4. Sous réserve du droit communautaire applicable, les procédures relatives à l’application des contrôles et des mesures et sanctions communautaires sont régies par le droit des États membres.»

7

L’article 4 du règlement no 2988/95 énonce:

«1. Toute irrégularité entraîne, en règle générale, le retrait de l’avantage indûment obtenu:

par l’obligation de verser les montants dus ou de rembourser les montants indûment perçus,

par la perte totale ou partielle de la garantie constituée à l’appui de la demande d’un avantage octroyé ou lors de la perception d’une avance.

2. L’application des mesures visées au paragraphe 1 est limitée au retrait de l’avantage obtenu augmenté, si cela est prévu, d’intérêts qui peuvent être déterminés de façon forfaitaire.

3. Les actes pour lesquels il est établi qu’ils ont pour but d’obtenir un avantage contraire aux objectifs du droit communautaire applicable en l’espèce, en créant artificiellement les conditions requises pour l’obtention de cet avantage, ont pour conséquence, selon le cas, soit la non-obtention de l’avantage, soit son retrait.
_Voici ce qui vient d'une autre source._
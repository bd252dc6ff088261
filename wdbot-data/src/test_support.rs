//! Fixture builders for GTFS archives, stop lists and RÚIAN documents.
//!
//! Helpers panic on I/O failure; they are meant for tests only.

use std::io::{Cursor, Write};
use std::path::Path;

use zip::{DateTime, ZipWriter, write::SimpleFileOptions};

use crate::gtfs::{ROUTE_STOPS_MEMBER, ROUTES_MEMBER};

/// Zip `members` (name, contents) into `writer`.
fn write_members<W>(writer: W, members: &[(&str, &str)]) -> W
where
    W: Write + std::io::Seek,
{
    write_members_with(writer, members, SimpleFileOptions::default())
}

fn write_members_with<W>(writer: W, members: &[(&str, &str)], options: SimpleFileOptions) -> W
where
    W: Write + std::io::Seek,
{
    let mut zip = ZipWriter::new(writer);
    for (name, contents) in members {
        zip.start_file(*name, options.clone())
            .unwrap_or_else(|err| panic!("failed to start member {name}: {err}"));
        zip.write_all(contents.as_bytes())
            .unwrap_or_else(|err| panic!("failed to write member {name}: {err}"));
    }
    zip.finish()
        .unwrap_or_else(|err| panic!("failed to finish archive: {err}"))
}

/// In-memory zip archive holding `members`.
#[must_use]
pub fn zip_archive(members: &[(&str, &str)]) -> Cursor<Vec<u8>> {
    let mut cursor = write_members(Cursor::new(Vec::new()), members);
    cursor.set_position(0);
    cursor
}

/// In-memory GTFS archive with the given `routes.txt` and `route_stops.txt`.
#[must_use]
pub fn gtfs_archive(routes: &str, route_stops: &str) -> Cursor<Vec<u8>> {
    zip_archive(&[(ROUTES_MEMBER, routes), (ROUTE_STOPS_MEMBER, route_stops)])
}

/// In-memory GTFS archive whose members were last modified on `date`
/// (year, month, day).
#[must_use]
pub fn dated_gtfs_archive(routes: &str, route_stops: &str, date: (u16, u8, u8)) -> Cursor<Vec<u8>> {
    let (year, month, day) = date;
    let stamp = DateTime::from_date_and_time(year, month, day, 0, 0, 0)
        .unwrap_or_else(|err| panic!("invalid archive date {year}-{month}-{day}: {err:?}"));
    let options = SimpleFileOptions::default().last_modified_time(stamp);
    let mut cursor = write_members_with(
        Cursor::new(Vec::new()),
        &[(ROUTES_MEMBER, routes), (ROUTE_STOPS_MEMBER, route_stops)],
        options,
    );
    cursor.set_position(0);
    cursor
}

/// Write a zip archive holding `members` to `path`.
pub fn write_archive(path: &Path, members: &[(&str, &str)]) {
    let file = std::fs::File::create(path)
        .unwrap_or_else(|err| panic!("failed to create archive {}: {err}", path.display()));
    write_members(file, members);
}

/// RÚIAN exchange-format document dated 2023-10-31 wrapping `areas`.
#[must_use]
pub fn ruian_document(areas: &[&str]) -> String {
    format!(
        r#"<?xml version="1.0" encoding="UTF-8"?>
<vf:VymennyFormat xmlns:vf="urn:cz:isvs:ruian:schemas:VymennyFormatTypy:v1"
    xmlns:kui="urn:cz:isvs:ruian:schemas:KatUzIntTypy:v1"
    xmlns:gml="http://www.opengis.net/gml/3.2">
  <vf:Hlavicka>
    <vf:VerzeVFR>3.0</vf:VerzeVFR>
    <vf:Datum>2023-10-31T00:00:00</vf:Datum>
  </vf:Hlavicka>
  <vf:Data>
    <vf:KatastralniUzemi>
{}
    </vf:KatastralniUzemi>
  </vf:Data>
</vf:VymennyFormat>"#,
        areas.concat()
    )
}

/// RÚIAN cadastral-area element with a single definition point.
#[must_use]
pub fn ruian_area(code: &str, y: f64, x: f64) -> String {
    format!(
        r"<vf:KatastralniUzemi>
      <kui:Kod>{code}</kui:Kod>
      <kui:Geometrie><kui:DefinicniBod><gml:MultiPoint><gml:pointMembers>
        <gml:Point><gml:pos>{y:.2} {x:.2}</gml:pos></gml:Point>
      </gml:pointMembers></gml:MultiPoint></kui:DefinicniBod></kui:Geometrie>
    </vf:KatastralniUzemi>"
    )
}

/// Version 3 stop list generated on 2023-12-15 holding `groups`.
#[must_use]
pub fn stops_document(groups: &[String]) -> String {
    format!(
        r#"{{"generatedAt": "2023-12-15T03:00:11+01:00", "dataFormatVersion": "3", "stopGroups": [{}]}}"#,
        groups.join(",")
    )
}

/// Prague stop group with one tram platform per GTFS id.
#[must_use]
pub fn tram_group(name: &str, gtfs_ids: &[&str]) -> String {
    let platforms: Vec<String> = gtfs_ids
        .iter()
        .map(|id| {
            format!(
                r#"{{"lat": 50.08, "lon": 14.42, "gtfsIds": ["{id}"],
                    "lines": [{{"id": 22, "name": "22", "type": "tram", "direction": "Bílá Hora"}}]}}"#
            )
        })
        .collect();
    format!(
        r#"{{"name": "{name}", "districtCode": "AB", "idosName": "{name}", "fullName": "Praha, {name}",
            "uniqueName": "{name}", "node": 1040, "cis": 58791, "municipality": "Praha",
            "stops": [{}]}}"#,
        platforms.join(",")
    )
}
4. Les mesures prévues par le présent article ne sont pas considérées comme des sanctions.»

8

L’article 5 dudit règlement est libellé comme suit:

«1. Les irrégularités intentionnelles ou causées par négligence peuvent conduire aux sanctions administratives suivantes:

a)

le paiement d’une amende administrative;

b)

le paiement d’un montant excédant les sommes indûment perçues ou éludées, augmentées, le cas échéant, d’intérêts; ce montant complémentaire, déterminé selon un pourcentage à fixer dans les réglementations spécifiques, ne peut dépasser le niveau strictement nécessaire pour lui donner un caractère dissuasif;

c)

la privation totale ou partielle d’un avantage octroyé par la réglementation communautaire, même si l’opérateur a bénéficié indûment d’une partie seulement de cet avantage;

d)

l’exclusion ou le retrait du bénéfice de l’avantage pour une période postérieure à celle de l’irrégularité;

e)

le retrait temporaire d’un agrément ou d’une reconnaissance nécessaire à la participation à un régime d’aide communautaire;

f)

la perte d’une garantie ou d’un cautionnement constitué aux fins du respect des conditions d’une réglementation ou la reconstitution du montant d’une garantie indûment libérée;

g)

d’autres sanctions à caractère exclusivement économique, de nature et de portée équivalentes, prévues dans les réglementations sectorielles adoptées par le Conseil en fonction des nécessités propres au secteur concerné et dans le respect des compétences d’exécution conférées à la Commission par le Conseil.

2. Sans préjudice des dispositions des réglementations sectorielles existant au moment de l’entrée en vigueur du présent règlement, les autres irrégularités ne peuvent donner lieu qu’aux sanctions non assimilables à une sanction pénale...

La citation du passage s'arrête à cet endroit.